Васька любил вспоминать, как однажды он приехал в Коктебель в «Доме творчества», и выйдя на пляж, издали увидел выходящего из воды очень крепкого спортивного человека, - как же он удивился, узнав в человеке Кушнера.

К сожалению, Саша с Леной редко бывали в Париже. Но когда они приезжали, мы непременно виделись. Иногда вместе гуляли, и всегда почти они заезжали к нам в гости. Мы очень хотели, чтоб они приехали в Париж без дела, не на конференцию, не на книжную ярмарку, просто так приехали, пожили б у нас. Но не получилось.

В начале девяностых в Париже был большой съезд на какую-то конференцию русскоязычного литературного народа из разных стран. Все тогда, или почти все, были не только живы, но ещё вполне бодры. Не помню совершенно, какая у той конференции была общая тема, не просто ж о русской литературе народ разговаривал.

И совершенно не помню, о чём именно рассказывал Кушнер, но как-то его доклад касался поэтического языка. И Саша сказал, что бывают, по его мнению, слова, совершенно невозможные в стихе, - например, слово «сосиска».

Мы, конечно, между собой по этому поводу посмеялись - как-то очень это был Кушнер, у которого и в самом деле в стихах невозможно представить себе «сосиску».

«Нам сосиски и горчицу -
Остальное при себе,
В жизни может все случиться -
Может "А", а может "Б".
............»

Уж не знаю, проходил ли у Кушнера Галич по ведомству поэзии, но он поддержал Васькину идею издать Галича в «Библиотеке поэта». И Васька это издание подготовил.

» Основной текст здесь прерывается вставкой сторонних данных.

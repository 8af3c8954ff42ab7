//! Value object trait: equality by value, not identity.

/// Marker trait for value objects.
///
/// Two value objects with the same attributes are the same value; a record's
/// `StockLevels` or `Price` can be swapped wholesale without any notion of
/// identity. Compare with [`crate::Entity`], where the id decides sameness.
pub trait ValueObject: Clone + PartialEq + core::fmt::Debug {}
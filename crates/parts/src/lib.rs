//! Parts domain module.
//!
//! A part is either made in-house (identified by the machine that produces it)
//! or bought from an outside company. Both kinds share the same record fields
//! and live in the same inventory collection.

pub mod form;
pub mod part;

pub use form::{NewPart, PartForm};
pub use part::{Part, PartSource, SourceKind};
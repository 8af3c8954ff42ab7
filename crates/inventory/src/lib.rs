//! Inventory module.
//!
//! [`InventoryStore`] owns every part and product in memory and never fails;
//! [`InventoryService`] layers the add/modify/delete workflows on top of it,
//! validating form input before anything reaches the store.

pub mod search;
pub mod service;
pub mod store;

pub use search::{filter_by_fragment, matches_fragment};
pub use service::InventoryService;
pub use store::{AssociatedPart, InventoryStore};
use serde::{Deserialize, Serialize};

use stockroom_core::{Catalogued, Entity, PartId, Price, ProductId, StockLevels};

/// A product and the parts it is built from.
///
/// `associated_parts` holds ids, not parts. Nothing keeps those ids pointing at
/// live parts; resolve them through the inventory store, which reports missing
/// ones explicitly. Order is insertion order and the same part may appear more
/// than once.
#[derive(Debug, Clone, PartialEq, Eq, Serialize, Deserialize)]
pub struct Product {
    id: ProductId,
    name: String,
    price: Price,
    levels: StockLevels,
    #[serde(default)]
    associated_parts: Vec<PartId>,
}

impl Product {
    pub fn new(id: ProductId, name: impl Into<String>, price: Price, levels: StockLevels) -> Self {
        Self {
            id,
            name: name.into(),
            price,
            levels,
            associated_parts: Vec::new(),
        }
    }

    pub fn id(&self) -> ProductId {
        self.id
    }

    pub fn name(&self) -> &str {
        &self.name
    }

    pub fn price(&self) -> Price {
        self.price
    }

    pub fn levels(&self) -> StockLevels {
        self.levels
    }

    pub fn stock(&self) -> i32 {
        self.levels.stock
    }

    pub fn min(&self) -> i32 {
        self.levels.min
    }

    pub fn max(&self) -> i32 {
        self.levels.max
    }

    pub fn set_id(&mut self, id: ProductId) {
        self.id = id;
    }

    pub fn set_name(&mut self, name: impl Into<String>) {
        self.name = name.into();
    }

    pub fn set_price(&mut self, price: Price) {
        self.price = price;
    }

    pub fn set_levels(&mut self, levels: StockLevels) {
        self.levels = levels;
    }

    pub fn set_stock(&mut self, stock: i32) {
        self.levels.stock = stock;
    }

    pub fn set_min(&mut self, min: i32) {
        self.levels.min = min;
    }

    pub fn set_max(&mut self, max: i32) {
        self.levels.max = max;
    }

    pub fn associated_parts(&self) -> &[PartId] {
        &self.associated_parts
    }

    pub fn has_associated_parts(&self) -> bool {
        !self.associated_parts.is_empty()
    }

    /// Append a part reference. Duplicates are kept.
    pub fn add_associated_part(&mut self, part_id: PartId) {
        self.associated_parts.push(part_id);
    }

    /// Remove the first reference to `part_id`; returns whether one was removed.
    pub fn remove_associated_part(&mut self, part_id: PartId) -> bool {
        match self.associated_parts.iter().position(|id| *id == part_id) {
            Some(index) => {
                self.associated_parts.remove(index);
                true
            }
            None => false,
        }
    }

    /// Replace the whole reference list.
    pub fn set_associated_parts(&mut self, part_ids: Vec<PartId>) {
        self.associated_parts = part_ids;
    }

    pub fn references(&self, part_id: PartId) -> bool {
        self.associated_parts.contains(&part_id)
    }
}

impl Entity for Product {
    type Id = ProductId;

    fn id(&self) -> &Self::Id {
        &self.id
    }
}

impl Catalogued for Product {
    fn name(&self) -> &str {
        &self.name
    }
}
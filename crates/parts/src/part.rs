use serde::{Deserialize, Serialize};

use stockroom_core::{Catalogued, Entity, PartId, Price, StockLevels};

/// Where a part comes from.
///
/// The variant-specific field is only reachable on the variant that defines it.
#[derive(Debug, Clone, PartialEq, Eq, Hash, Serialize, Deserialize)]
#[serde(tag = "kind", rename_all = "snake_case")]
pub enum PartSource {
    InHouse { machine_id: u32 },
    Outsourced { company_name: String },
}

/// Variant tag of [`PartSource`], without its payload.
#[derive(Debug, Clone, Copy, PartialEq, Eq, Hash, Default, Serialize, Deserialize)]
#[serde(rename_all = "snake_case")]
pub enum SourceKind {
    #[default]
    InHouse,
    Outsourced,
}

impl PartSource {
    pub fn in_house(machine_id: u32) -> Self {
        Self::InHouse { machine_id }
    }

    pub fn outsourced(company_name: impl Into<String>) -> Self {
        Self::Outsourced {
            company_name: company_name.into(),
        }
    }

    pub fn kind(&self) -> SourceKind {
        match self {
            PartSource::InHouse { .. } => SourceKind::InHouse,
            PartSource::Outsourced { .. } => SourceKind::Outsourced,
        }
    }
}

/// A stocked part.
///
/// Setters apply whatever they are given; the stock-level rules are enforced on
/// form input (see [`crate::PartForm`]), not here.
#[derive(Debug, Clone, PartialEq, Eq, Serialize, Deserialize)]
pub struct Part {
    id: PartId,
    name: String,
    price: Price,
    levels: StockLevels,
    source: PartSource,
}

impl Part {
    pub fn new(
        id: PartId,
        name: impl Into<String>,
        price: Price,
        levels: StockLevels,
        source: PartSource,
    ) -> Self {
        Self {
            id,
            name: name.into(),
            price,
            levels,
            source,
        }
    }

    pub fn id(&self) -> PartId {
        self.id
    }

    pub fn name(&self) -> &str {
        &self.name
    }

    pub fn price(&self) -> Price {
        self.price
    }

    pub fn levels(&self) -> StockLevels {
        self.levels
    }

    pub fn stock(&self) -> i32 {
        self.levels.stock
    }

    pub fn min(&self) -> i32 {
        self.levels.min
    }

    pub fn max(&self) -> i32 {
        self.levels.max
    }

    pub fn source(&self) -> &PartSource {
        &self.source
    }

    pub fn kind(&self) -> SourceKind {
        self.source.kind()
    }

    /// Machine id, for in-house parts only.
    pub fn machine_id(&self) -> Option<u32> {
        match &self.source {
            PartSource::InHouse { machine_id } => Some(*machine_id),
            PartSource::Outsourced { .. } => None,
        }
    }

    /// Supplier name, for outsourced parts only.
    pub fn company_name(&self) -> Option<&str> {
        match &self.source {
            PartSource::Outsourced { company_name } => Some(company_name),
            PartSource::InHouse { .. } => None,
        }
    }

    pub fn set_id(&mut self, id: PartId) {
        self.id = id;
    }

    pub fn set_name(&mut self, name: impl Into<String>) {
        self.name = name.into();
    }

    pub fn set_price(&mut self, price: Price) {
        self.price = price;
    }

    pub fn set_levels(&mut self, levels: StockLevels) {
        self.levels = levels;
    }

    pub fn set_stock(&mut self, stock: i32) {
        self.levels.stock = stock;
    }

    pub fn set_min(&mut self, min: i32) {
        self.levels.min = min;
    }

    pub fn set_max(&mut self, max: i32) {
        self.levels.max = max;
    }

    /// Replace the source, switching variant if needed.
    pub fn set_source(&mut self, source: PartSource) {
        self.source = source;
    }
}

impl Entity for Part {
    type Id = PartId;

    fn id(&self) -> &Self::Id {
        &self.id
    }
}

impl Catalogued for Part {
    fn name(&self) -> &str {
        &self.name
    }
}
//! In-memory inventory store.
//!
//! One store is built at startup and handed by reference to whoever needs it.
//! It does no validation and raises no errors: lookups return `None`, deletes
//! return whether anything was removed, and duplicate ids are accepted.

use stockroom_core::{PartId, ProductId};
use stockroom_parts::Part;
use stockroom_products::Product;

use crate::search::filter_by_fragment;

/// A product's part reference, resolved against the store.
#[derive(Debug, Clone, Copy, PartialEq, Eq)]
pub enum AssociatedPart<'a> {
    Present(&'a Part),
    /// The id no longer names a part in the store.
    Missing(PartId),
}

impl<'a> AssociatedPart<'a> {
    pub fn id(&self) -> PartId {
        match self {
            AssociatedPart::Present(part) => part.id(),
            AssociatedPart::Missing(id) => *id,
        }
    }

    pub fn part(&self) -> Option<&'a Part> {
        match *self {
            AssociatedPart::Present(part) => Some(part),
            AssociatedPart::Missing(_) => None,
        }
    }

    pub fn is_missing(&self) -> bool {
        matches!(self, AssociatedPart::Missing(_))
    }
}

/// Parts and products in insertion order, plus the two id counters.
#[derive(Debug, Clone, Default)]
pub struct InventoryStore {
    parts: Vec<Part>,
    products: Vec<Product>,
    next_part_id: u32,
    next_product_id: u32,
}

impl InventoryStore {
    pub fn new() -> Self {
        Self::default()
    }

    /// Next part id. The first one handed out is 1.
    ///
    /// The counter saturates at `u32::MAX`: once reached, that id is handed out
    /// again rather than wrapping back to 0.
    pub fn allocate_part_id(&mut self) -> PartId {
        self.next_part_id = self.next_part_id.saturating_add(1);
        PartId::new(self.next_part_id)
    }

    /// Next product id; independent of the part counter. Saturates like parts.
    pub fn allocate_product_id(&mut self) -> ProductId {
        self.next_product_id = self.next_product_id.saturating_add(1);
        ProductId::new(self.next_product_id)
    }

    pub fn add_part(&mut self, part: Part) {
        self.parts.push(part);
    }

    pub fn add_product(&mut self, product: Product) {
        self.products.push(product);
    }

    pub fn all_parts(&self) -> &[Part] {
        &self.parts
    }

    pub fn all_products(&self) -> &[Product] {
        &self.products
    }

    /// The live part list; changes made through it are the store's state.
    pub fn all_parts_mut(&mut self) -> &mut Vec<Part> {
        &mut self.parts
    }

    pub fn all_products_mut(&mut self) -> &mut Vec<Product> {
        &mut self.products
    }

    /// Part with `id`. If the id was added more than once, the last one added wins.
    pub fn lookup_part(&self, id: PartId) -> Option<&Part> {
        self.parts.iter().rfind(|p| p.id() == id)
    }

    pub fn lookup_part_mut(&mut self, id: PartId) -> Option<&mut Part> {
        self.parts.iter_mut().rfind(|p| p.id() == id)
    }

    /// Product with `id`; last one added wins, as for parts.
    pub fn lookup_product(&self, id: ProductId) -> Option<&Product> {
        self.products.iter().rfind(|p| p.id() == id)
    }

    pub fn lookup_product_mut(&mut self, id: ProductId) -> Option<&mut Product> {
        self.products.iter_mut().rfind(|p| p.id() == id)
    }

    /// Parts whose name equals `name` exactly (case-sensitive).
    pub fn lookup_parts_by_name(&self, name: &str) -> Vec<&Part> {
        self.parts.iter().filter(|p| p.name() == name).collect()
    }

    pub fn lookup_products_by_name(&self, name: &str) -> Vec<&Product> {
        self.products.iter().filter(|p| p.name() == name).collect()
    }

    /// Index of the part `lookup_part` would return.
    pub fn position_of_part(&self, id: PartId) -> Option<usize> {
        self.parts.iter().rposition(|p| p.id() == id)
    }

    pub fn position_of_product(&self, id: ProductId) -> Option<usize> {
        self.products.iter().rposition(|p| p.id() == id)
    }

    /// Overwrite the part at `index`, returning the one it replaced.
    ///
    /// Out of range: nothing changes and `None` comes back.
    pub fn replace_part_at(&mut self, index: usize, part: Part) -> Option<Part> {
        self.parts
            .get_mut(index)
            .map(|slot| core::mem::replace(slot, part))
    }

    pub fn replace_product_at(&mut self, index: usize, product: Product) -> Option<Product> {
        self.products
            .get_mut(index)
            .map(|slot| core::mem::replace(slot, product))
    }

    /// Remove the first part equal to `part`.
    ///
    /// Products that reference it keep their reference.
    pub fn delete_part(&mut self, part: &Part) -> bool {
        match self.parts.iter().position(|p| p == part) {
            Some(index) => {
                self.parts.remove(index);
                true
            }
            None => false,
        }
    }

    /// Remove the first product equal to `product`. Its parts stay in the store.
    pub fn delete_product(&mut self, product: &Product) -> bool {
        match self.products.iter().position(|p| p == product) {
            Some(index) => {
                self.products.remove(index);
                true
            }
            None => false,
        }
    }

    pub fn delete_part_by_id(&mut self, id: PartId) -> Option<Part> {
        let index = self.position_of_part(id)?;
        Some(self.parts.remove(index))
    }

    pub fn delete_product_by_id(&mut self, id: ProductId) -> Option<Product> {
        let index = self.position_of_product(id)?;
        Some(self.products.remove(index))
    }

    /// Parts whose id or name contains `query`.
    pub fn search_parts(&self, query: &str) -> Vec<&Part> {
        filter_by_fragment(&self.parts, query)
    }

    /// Products whose id or name contains `query`.
    pub fn search_products(&self, query: &str) -> Vec<&Product> {
        filter_by_fragment(&self.products, query)
    }

    /// Resolve each of the product's references, in order.
    pub fn associated_parts_of(&self, product: &Product) -> Vec<AssociatedPart<'_>> {
        product
            .associated_parts()
            .iter()
            .map(|id| match self.lookup_part(*id) {
                Some(part) => AssociatedPart::Present(part),
                None => AssociatedPart::Missing(*id),
            })
            .collect()
    }

    pub fn products_referencing(&self, part_id: PartId) -> Vec<&Product> {
        self.products
            .iter()
            .filter(|p| p.references(part_id))
            .collect()
    }
}
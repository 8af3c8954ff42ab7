//! Entity trait: identity + continuity across state changes.

/// Entity marker + minimal interface.
pub trait Entity {
    /// Strongly-typed entity identifier.
    ///
    /// `Display` must render the form users search by.
    type Id: Copy + Eq + core::hash::Hash + core::fmt::Debug + core::fmt::Display;

    /// Returns the entity identifier.
    fn id(&self) -> &Self::Id;
}

/// An entity listed by name in the inventory (parts and products).
pub trait Catalogued: Entity {
    fn name(&self) -> &str;
}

Гораздо позже Ваське пришло в голову, что он бы очень хотел подготовить для «Библиотеки поэта» ещё и Антокольского. Ваське очень хотелось издать Антокольского так, чтоб все хорошие его стихи оказались в центре книги, чтоб их не заслоняли плохие. В общем, ему было очень важно отдать дань «учителю». Вроде бы, сначала Кушнер одобрил Васькину идею. Но дело не пошло. Васька очень хотел выкинуть верноподданнические стихи, что, конечно, было невозможно. Кроме того, надо было сговориться с наследником авторских прав, кажется, с внуком. Один раз они списались, но потом тот как-то пропал. Впрочем, всё это неважно, существенно тут, что эта работа - подготовка издания для «Библиотеки поэта» - совсем не Васькина. Это ж не литературная критика, в которой есть огромное право на отсебятину, тут нужна была и научная статья, и научный подход к текстам, а эта кропотливость - не Васькина. Он совсем не архивный человек, не исследователь литературы. Он страстный и очень пристрастный читатель.

После того, как Васька послал Кушнеру какую-то часть подготовленного для книжки Антокольского материала, Саша написал ему очень деликатное письмо о том, что не его это дело - подготовка научных изданий, и не Кушнеровское это дело тоже. Не учёные они. Васька очень легко от Саши принял это письмо. От кого-нибудь другого, может, и обиделся бы, а от Саши принял, - письмо и в самом деле было необидное.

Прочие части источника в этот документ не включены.